Dengan pandangan sekilas dari Aristine, prajurit yang berjaga di depannya membuka pintu.
Pintu yang tidak mau terbuka, tidak peduli seberapa keras dia mengetuk, menjerit, atau memohon. Sekarang, pintu itu terbuka dengan sendirinya tanpa sepatah kata pun darinya.
Untuk pertama kalinya, dia rela menginjakkan kaki di tempat yang belum pernah dia masuki atas kemauannya sendiri.
Memekik.
Suara yang tidak menyenangkan terdengar, membuat tulangnya merinding.
Sebelum terjebak disini, Alpheus belum pernah mendengar suara seperti itu.
Baginya, pintu selalu terbuka dengan lembut dan tanpa suara.
Seolah-olah mereka menyadarkannya akan posisinya.

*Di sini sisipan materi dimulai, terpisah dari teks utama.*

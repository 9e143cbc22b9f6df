//! Navigation context boundary.
//!
//! The engine never touches a global address bar. It talks to a
//! [`NavigationContext`] injected at construction, which keeps dispatch
//! deterministic under test and lets embedders bridge to whatever address
//! mechanism they actually have. [`InMemoryNavigation`] is the crate's own
//! implementation for tests, demos and headless embedding.

use std::cell::RefCell;
use std::rc::Rc;

/// Everything the engine needs from the embedding address mechanism.
///
/// Fragments are stored without their `#`; that character is address-bar
/// syntax and is stripped at this edge.
pub trait NavigationContext {
    /// The current fragment, empty when unset.
    fn fragment(&self) -> String;

    /// Navigating assignment: stores the fragment, appends a history entry
    /// and fires the change listener. Assigning the value already live is a
    /// no-op, mirroring address-bar behaviour.
    fn assign_fragment(&self, fragment: &str);

    /// Non-navigating rewrite: stores the fragment and replaces the current
    /// history entry. Fires nothing; used for redirect canonicalization and
    /// suppressed query updates.
    fn rewrite_fragment(&self, fragment: &str);

    /// Installs the single change listener slot. The engine owns this slot;
    /// a later call replaces the earlier listener.
    fn set_change_listener(&self, listener: Rc<dyn Fn()>);
}

/// Portion of a fragment before its `?`, i.e. the routable path.
pub fn path_portion(fragment: &str) -> &str {
    match fragment.find('?') {
        Some(index) => &fragment[..index],
        None => fragment,
    }
}

/// Query suffix of a fragment including the `?`, or empty when absent.
pub fn query_portion(fragment: &str) -> &str {
    match fragment.find('?') {
        Some(index) => &fragment[index..],
        None => "",
    }
}

/// In-memory [`NavigationContext`] with an observable history, so tests can
/// assert that redirects and suppressed updates create no extra entries.
#[derive(Default)]
pub struct InMemoryNavigation {
    fragment: RefCell<String>,
    entries: RefCell<Vec<String>>,
    listener: RefCell<Option<Rc<dyn Fn()>>>,
}

impl InMemoryNavigation {
    pub fn new() -> Self {
        Self::default()
    }

    /// Starts with an initial fragment already assigned, without firing the
    /// (not yet installed) listener.
    pub fn with_fragment(fragment: &str) -> Self {
        let nav = Self::new();
        let fragment = fragment.strip_prefix('#').unwrap_or(fragment);
        *nav.fragment.borrow_mut() = fragment.to_string();
        nav.entries.borrow_mut().push(fragment.to_string());
        nav
    }

    /// History entries in assignment order, rewrites collapsed into their
    /// entry.
    pub fn history(&self) -> Vec<String> {
        self.entries.borrow().clone()
    }

    fn notify(&self) {
        // Clone the listener out before invoking so reentrant fragment
        // operations from inside it do not hit a live borrow.
        let listener = self.listener.borrow().clone();
        if let Some(listener) = listener {
            listener();
        }
    }
}

impl NavigationContext for InMemoryNavigation {
    fn fragment(&self) -> String {
        self.fragment.borrow().clone()
    }

    fn assign_fragment(&self, fragment: &str) {
        let fragment = fragment.strip_prefix('#').unwrap_or(fragment);
        if *self.fragment.borrow() == fragment {
            return;
        }
        *self.fragment.borrow_mut() = fragment.to_string();
        self.entries.borrow_mut().push(fragment.to_string());
        self.notify();
    }

    fn rewrite_fragment(&self, fragment: &str) {
        let fragment = fragment.strip_prefix('#').unwrap_or(fragment);
        *self.fragment.borrow_mut() = fragment.to_string();
        let mut entries = self.entries.borrow_mut();
        match entries.last_mut() {
            Some(last) => *last = fragment.to_string(),
            None => entries.push(fragment.to_string()),
        }
    }

    fn set_change_listener(&self, listener: Rc<dyn Fn()>) {
        *self.listener.borrow_mut() = Some(listener);
    }
}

Membiarkan dia mengerti bahwa dia terseret ke bawah dalam sekejap. Giginya bergemeletuk setiap kali mendengar suara itu.
Namun kemarahannya hanya bertahan pada minggu awal, dimana ia berteriak marah karena tidak ingin mendengar suara seperti itu.
Saat pintu terbuka, cahaya mengintip ke dalam ruangan gelap.
Dari tempatnya meringkuk di lantai yang dingin, Alpheus buru-buru merangkak menuju pintu.
Sesosok berdiri di sana, membelakangi cahaya tetapi dia tidak bisa melihat wajah mereka dengan jelas.
Matanya sudah terbiasa dengan kegelapan, dan butuh beberapa waktu untuk menyesuaikan diri dengan cahaya.
Dia dengan cepat mulai membuka mulutnya. Dia terburu-buru berbicara karena pintu biasanya tertutup tepat setelah sepotong roti dilempar ke dalam.
"K-Keluarkan aku dari sini! Dengan cepat!"
Bahkan ketika dia berbicara, dia tahu dia akan diabaikan.
Daripada menjawab, dia malah dilempari roti yang mengancam dan dengan keras, pintu akan dibanting hingga tertutup.
Setiap pelayan yang datang untuk mengantarkan makanan sejauh ini bertindak seperti itu.
Namun kali ini, pintunya tidak tertutup.
Alpheus menatap kosong ke arah pintu, lalu sudut mulutnya mulai terangkat membentuk senyuman.
Benar, bagaimana mungkin tidak ada satu orang pun di istana kekaisaran yang luas ini yang memiliki pemikiran yang baik?
Dia sendiri adalah Kaisar.
"Kenapa kamu ragu-ragu! Ini adalah perintah kekaisaran! Patuhi segera!" Alpheus berteriak, berusaha bersikap bermartabat.
Namun, tidak ada reaksi dari orang yang diajak bicara.
Sinar matahari mewarnai lantai mulai menyempit, menandakan tertutupnya pintu.
Alpheus menjadi putus asa dan berpegangan pada rok pelayan.
"Aku—Selama aku keluar dari sini, aku akan memberimu apa saja. Emas, perak, harta kekaisaran! Aku bahkan akan memberimu gelar dengan pantas!"
Masih belum ada tanggapan.
Begitu pintunya tertutup, dia akan tenggelam lagi dalam kegelapan pekat ini.
"Tolong, tolong bantu saya. Tolong..."
Alpheus memohon, membuang harga dirinya.
Selama seminggu terakhir, pikirannya lelah tanpa jeda.
Bagi seseorang yang telah hidup dalam kenyamanan dan kemewahan sepanjang hidupnya, penjara seumur hidup merupakan siksaan yang tak tertahankan.
Tepat pada saat itu, orang yang selama ini tidak merespon, akhirnya membuka mulutnya.